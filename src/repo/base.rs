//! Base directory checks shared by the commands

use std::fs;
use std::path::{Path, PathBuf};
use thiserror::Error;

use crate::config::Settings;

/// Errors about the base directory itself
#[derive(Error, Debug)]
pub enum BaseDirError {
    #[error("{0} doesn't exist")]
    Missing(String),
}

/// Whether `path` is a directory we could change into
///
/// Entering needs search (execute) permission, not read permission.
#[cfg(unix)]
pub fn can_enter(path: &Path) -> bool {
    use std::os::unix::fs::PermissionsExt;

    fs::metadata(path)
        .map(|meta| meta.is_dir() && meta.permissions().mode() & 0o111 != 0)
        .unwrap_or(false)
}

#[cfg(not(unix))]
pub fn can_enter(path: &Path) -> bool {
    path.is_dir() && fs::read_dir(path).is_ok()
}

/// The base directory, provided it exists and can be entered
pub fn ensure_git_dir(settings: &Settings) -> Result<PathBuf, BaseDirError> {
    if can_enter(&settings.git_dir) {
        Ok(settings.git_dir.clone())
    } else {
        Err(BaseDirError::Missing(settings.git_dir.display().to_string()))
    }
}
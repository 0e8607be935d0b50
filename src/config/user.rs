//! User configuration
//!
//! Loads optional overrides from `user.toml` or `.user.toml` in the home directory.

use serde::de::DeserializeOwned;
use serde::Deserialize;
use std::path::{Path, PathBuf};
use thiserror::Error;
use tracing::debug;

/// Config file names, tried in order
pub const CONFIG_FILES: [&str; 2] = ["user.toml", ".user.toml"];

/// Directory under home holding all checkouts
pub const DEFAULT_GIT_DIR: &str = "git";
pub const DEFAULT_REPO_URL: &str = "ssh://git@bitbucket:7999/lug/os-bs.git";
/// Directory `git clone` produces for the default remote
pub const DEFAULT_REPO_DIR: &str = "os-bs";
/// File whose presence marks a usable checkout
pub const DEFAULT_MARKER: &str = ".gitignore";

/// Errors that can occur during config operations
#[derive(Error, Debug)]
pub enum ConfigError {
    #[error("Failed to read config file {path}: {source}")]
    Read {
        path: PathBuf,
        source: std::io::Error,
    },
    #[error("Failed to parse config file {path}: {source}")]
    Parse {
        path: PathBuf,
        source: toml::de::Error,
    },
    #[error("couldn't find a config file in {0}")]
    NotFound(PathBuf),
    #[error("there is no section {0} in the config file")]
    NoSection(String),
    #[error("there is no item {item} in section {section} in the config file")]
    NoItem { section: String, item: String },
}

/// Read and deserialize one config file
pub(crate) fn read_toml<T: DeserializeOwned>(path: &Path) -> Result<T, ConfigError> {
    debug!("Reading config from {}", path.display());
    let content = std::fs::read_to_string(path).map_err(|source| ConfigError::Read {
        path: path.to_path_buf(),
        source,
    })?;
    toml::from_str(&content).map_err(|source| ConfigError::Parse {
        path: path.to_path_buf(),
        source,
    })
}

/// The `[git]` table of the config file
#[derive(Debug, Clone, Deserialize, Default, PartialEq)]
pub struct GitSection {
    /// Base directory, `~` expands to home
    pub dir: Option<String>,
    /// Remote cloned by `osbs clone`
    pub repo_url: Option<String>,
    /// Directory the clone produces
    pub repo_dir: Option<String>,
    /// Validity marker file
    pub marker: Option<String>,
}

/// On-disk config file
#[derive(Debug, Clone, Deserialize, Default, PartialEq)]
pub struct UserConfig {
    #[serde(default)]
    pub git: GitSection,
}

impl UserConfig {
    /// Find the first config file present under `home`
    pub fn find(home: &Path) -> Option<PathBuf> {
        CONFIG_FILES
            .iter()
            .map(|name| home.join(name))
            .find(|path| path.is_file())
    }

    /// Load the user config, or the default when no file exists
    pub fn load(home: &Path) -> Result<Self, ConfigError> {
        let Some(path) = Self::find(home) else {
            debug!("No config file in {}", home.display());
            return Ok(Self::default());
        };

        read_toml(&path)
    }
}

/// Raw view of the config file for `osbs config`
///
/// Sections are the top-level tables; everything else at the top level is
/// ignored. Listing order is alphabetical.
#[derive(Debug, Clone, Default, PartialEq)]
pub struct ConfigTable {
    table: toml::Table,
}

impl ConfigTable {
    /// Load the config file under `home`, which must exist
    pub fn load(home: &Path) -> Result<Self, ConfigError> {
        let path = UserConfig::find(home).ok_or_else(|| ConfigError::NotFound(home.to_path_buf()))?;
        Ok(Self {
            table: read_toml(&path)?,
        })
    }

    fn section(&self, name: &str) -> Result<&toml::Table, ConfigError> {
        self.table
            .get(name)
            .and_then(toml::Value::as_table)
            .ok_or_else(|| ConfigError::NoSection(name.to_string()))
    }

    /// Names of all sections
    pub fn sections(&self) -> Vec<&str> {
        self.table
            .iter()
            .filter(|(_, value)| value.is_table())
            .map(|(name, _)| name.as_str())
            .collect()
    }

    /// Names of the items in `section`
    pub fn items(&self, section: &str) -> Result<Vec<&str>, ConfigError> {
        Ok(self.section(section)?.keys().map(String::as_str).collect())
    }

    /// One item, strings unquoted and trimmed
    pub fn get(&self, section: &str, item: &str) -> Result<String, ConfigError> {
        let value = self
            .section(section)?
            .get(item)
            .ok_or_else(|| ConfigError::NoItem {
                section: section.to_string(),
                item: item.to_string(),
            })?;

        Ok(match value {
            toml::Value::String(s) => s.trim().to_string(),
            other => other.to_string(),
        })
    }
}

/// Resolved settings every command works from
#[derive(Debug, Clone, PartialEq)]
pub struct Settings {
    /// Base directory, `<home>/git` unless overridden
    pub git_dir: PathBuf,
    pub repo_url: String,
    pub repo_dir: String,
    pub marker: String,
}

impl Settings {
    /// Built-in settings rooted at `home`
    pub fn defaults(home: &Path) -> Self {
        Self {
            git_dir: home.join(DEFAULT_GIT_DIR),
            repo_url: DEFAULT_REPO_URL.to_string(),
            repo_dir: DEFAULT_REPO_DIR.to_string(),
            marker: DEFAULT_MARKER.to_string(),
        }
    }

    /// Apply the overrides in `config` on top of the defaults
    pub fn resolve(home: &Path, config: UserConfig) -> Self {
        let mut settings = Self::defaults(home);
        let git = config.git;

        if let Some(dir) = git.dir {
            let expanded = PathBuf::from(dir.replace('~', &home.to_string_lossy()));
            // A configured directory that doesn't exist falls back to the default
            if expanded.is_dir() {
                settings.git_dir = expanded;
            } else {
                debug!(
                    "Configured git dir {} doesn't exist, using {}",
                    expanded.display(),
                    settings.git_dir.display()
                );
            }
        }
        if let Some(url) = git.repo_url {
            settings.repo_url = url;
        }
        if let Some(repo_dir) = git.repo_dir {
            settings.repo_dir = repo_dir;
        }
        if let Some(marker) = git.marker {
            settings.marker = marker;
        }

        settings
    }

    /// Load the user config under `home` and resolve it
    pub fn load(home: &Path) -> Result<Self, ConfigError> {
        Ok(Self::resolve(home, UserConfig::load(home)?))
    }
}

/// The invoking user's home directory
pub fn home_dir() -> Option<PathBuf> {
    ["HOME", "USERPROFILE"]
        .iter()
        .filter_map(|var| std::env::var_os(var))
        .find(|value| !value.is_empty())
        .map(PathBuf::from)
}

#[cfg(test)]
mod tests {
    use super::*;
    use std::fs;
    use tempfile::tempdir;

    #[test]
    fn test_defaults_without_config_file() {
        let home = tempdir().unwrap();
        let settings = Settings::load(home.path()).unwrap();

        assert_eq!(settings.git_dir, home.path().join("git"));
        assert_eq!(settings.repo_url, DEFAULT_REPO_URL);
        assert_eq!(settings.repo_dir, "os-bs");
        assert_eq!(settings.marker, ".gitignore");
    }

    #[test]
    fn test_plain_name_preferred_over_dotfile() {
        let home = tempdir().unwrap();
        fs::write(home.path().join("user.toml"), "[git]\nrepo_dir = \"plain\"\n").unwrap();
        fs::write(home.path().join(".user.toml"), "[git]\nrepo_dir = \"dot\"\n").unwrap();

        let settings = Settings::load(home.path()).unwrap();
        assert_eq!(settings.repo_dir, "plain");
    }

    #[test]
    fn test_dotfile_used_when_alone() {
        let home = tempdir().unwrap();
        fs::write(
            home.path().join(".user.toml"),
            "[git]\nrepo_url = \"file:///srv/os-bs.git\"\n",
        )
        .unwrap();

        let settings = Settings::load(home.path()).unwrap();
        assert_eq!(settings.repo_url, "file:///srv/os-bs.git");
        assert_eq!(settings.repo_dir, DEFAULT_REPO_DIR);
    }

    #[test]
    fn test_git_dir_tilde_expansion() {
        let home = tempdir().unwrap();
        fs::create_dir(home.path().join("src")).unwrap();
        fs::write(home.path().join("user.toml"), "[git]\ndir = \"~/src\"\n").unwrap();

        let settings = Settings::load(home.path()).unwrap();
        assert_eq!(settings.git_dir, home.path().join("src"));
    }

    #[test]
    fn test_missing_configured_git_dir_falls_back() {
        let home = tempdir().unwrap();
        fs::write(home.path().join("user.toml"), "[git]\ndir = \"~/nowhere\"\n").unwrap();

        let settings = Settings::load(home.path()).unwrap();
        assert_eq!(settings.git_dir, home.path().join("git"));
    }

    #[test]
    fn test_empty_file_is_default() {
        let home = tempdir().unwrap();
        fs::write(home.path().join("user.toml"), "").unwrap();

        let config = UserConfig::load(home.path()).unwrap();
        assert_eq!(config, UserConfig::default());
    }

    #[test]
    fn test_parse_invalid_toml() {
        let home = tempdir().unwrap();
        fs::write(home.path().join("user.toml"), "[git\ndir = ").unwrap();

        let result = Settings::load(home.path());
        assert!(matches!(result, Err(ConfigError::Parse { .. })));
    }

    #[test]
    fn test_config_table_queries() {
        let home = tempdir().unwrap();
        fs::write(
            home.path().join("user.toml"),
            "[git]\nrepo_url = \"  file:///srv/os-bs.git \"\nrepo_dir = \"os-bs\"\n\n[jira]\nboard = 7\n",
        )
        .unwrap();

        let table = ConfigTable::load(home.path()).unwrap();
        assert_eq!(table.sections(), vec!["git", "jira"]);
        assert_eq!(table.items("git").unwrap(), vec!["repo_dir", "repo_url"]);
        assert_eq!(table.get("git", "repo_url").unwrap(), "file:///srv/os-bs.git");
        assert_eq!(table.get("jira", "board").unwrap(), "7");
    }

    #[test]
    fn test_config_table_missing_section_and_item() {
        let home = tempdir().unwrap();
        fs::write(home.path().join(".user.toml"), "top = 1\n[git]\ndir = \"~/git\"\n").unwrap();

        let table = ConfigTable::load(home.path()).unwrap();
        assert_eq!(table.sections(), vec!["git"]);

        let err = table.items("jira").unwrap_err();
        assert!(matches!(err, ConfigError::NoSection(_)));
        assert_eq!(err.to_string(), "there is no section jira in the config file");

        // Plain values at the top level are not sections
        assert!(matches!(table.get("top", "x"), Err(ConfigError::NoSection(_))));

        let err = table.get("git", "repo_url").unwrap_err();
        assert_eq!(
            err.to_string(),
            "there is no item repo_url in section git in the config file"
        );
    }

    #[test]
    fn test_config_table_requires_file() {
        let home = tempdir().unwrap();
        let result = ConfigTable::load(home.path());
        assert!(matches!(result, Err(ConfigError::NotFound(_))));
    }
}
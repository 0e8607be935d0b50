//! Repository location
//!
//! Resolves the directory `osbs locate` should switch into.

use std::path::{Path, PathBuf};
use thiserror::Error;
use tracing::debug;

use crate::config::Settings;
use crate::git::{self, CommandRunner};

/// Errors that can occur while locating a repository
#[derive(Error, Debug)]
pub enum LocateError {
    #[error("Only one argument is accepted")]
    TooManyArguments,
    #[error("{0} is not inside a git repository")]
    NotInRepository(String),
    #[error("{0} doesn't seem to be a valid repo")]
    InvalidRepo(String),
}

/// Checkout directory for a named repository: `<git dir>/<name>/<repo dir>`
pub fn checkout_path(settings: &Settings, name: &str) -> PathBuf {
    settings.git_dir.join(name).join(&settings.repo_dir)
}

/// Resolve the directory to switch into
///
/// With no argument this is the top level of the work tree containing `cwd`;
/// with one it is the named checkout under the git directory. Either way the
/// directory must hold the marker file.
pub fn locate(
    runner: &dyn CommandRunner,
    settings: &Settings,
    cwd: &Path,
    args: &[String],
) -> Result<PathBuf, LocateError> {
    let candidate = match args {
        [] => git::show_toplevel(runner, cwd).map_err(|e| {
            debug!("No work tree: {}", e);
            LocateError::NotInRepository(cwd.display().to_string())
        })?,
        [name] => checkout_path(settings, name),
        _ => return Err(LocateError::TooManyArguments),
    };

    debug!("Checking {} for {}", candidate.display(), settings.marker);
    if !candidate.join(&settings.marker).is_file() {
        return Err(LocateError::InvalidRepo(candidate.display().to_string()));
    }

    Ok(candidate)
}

------

* TASK DESCRIPTION *
Please return every line from the material above where the string "tree" occurs.

* TASK RESULT *
/// With no argument this is the top level of the work tree containing `cwd`;
            debug!("No work tree: {}", e);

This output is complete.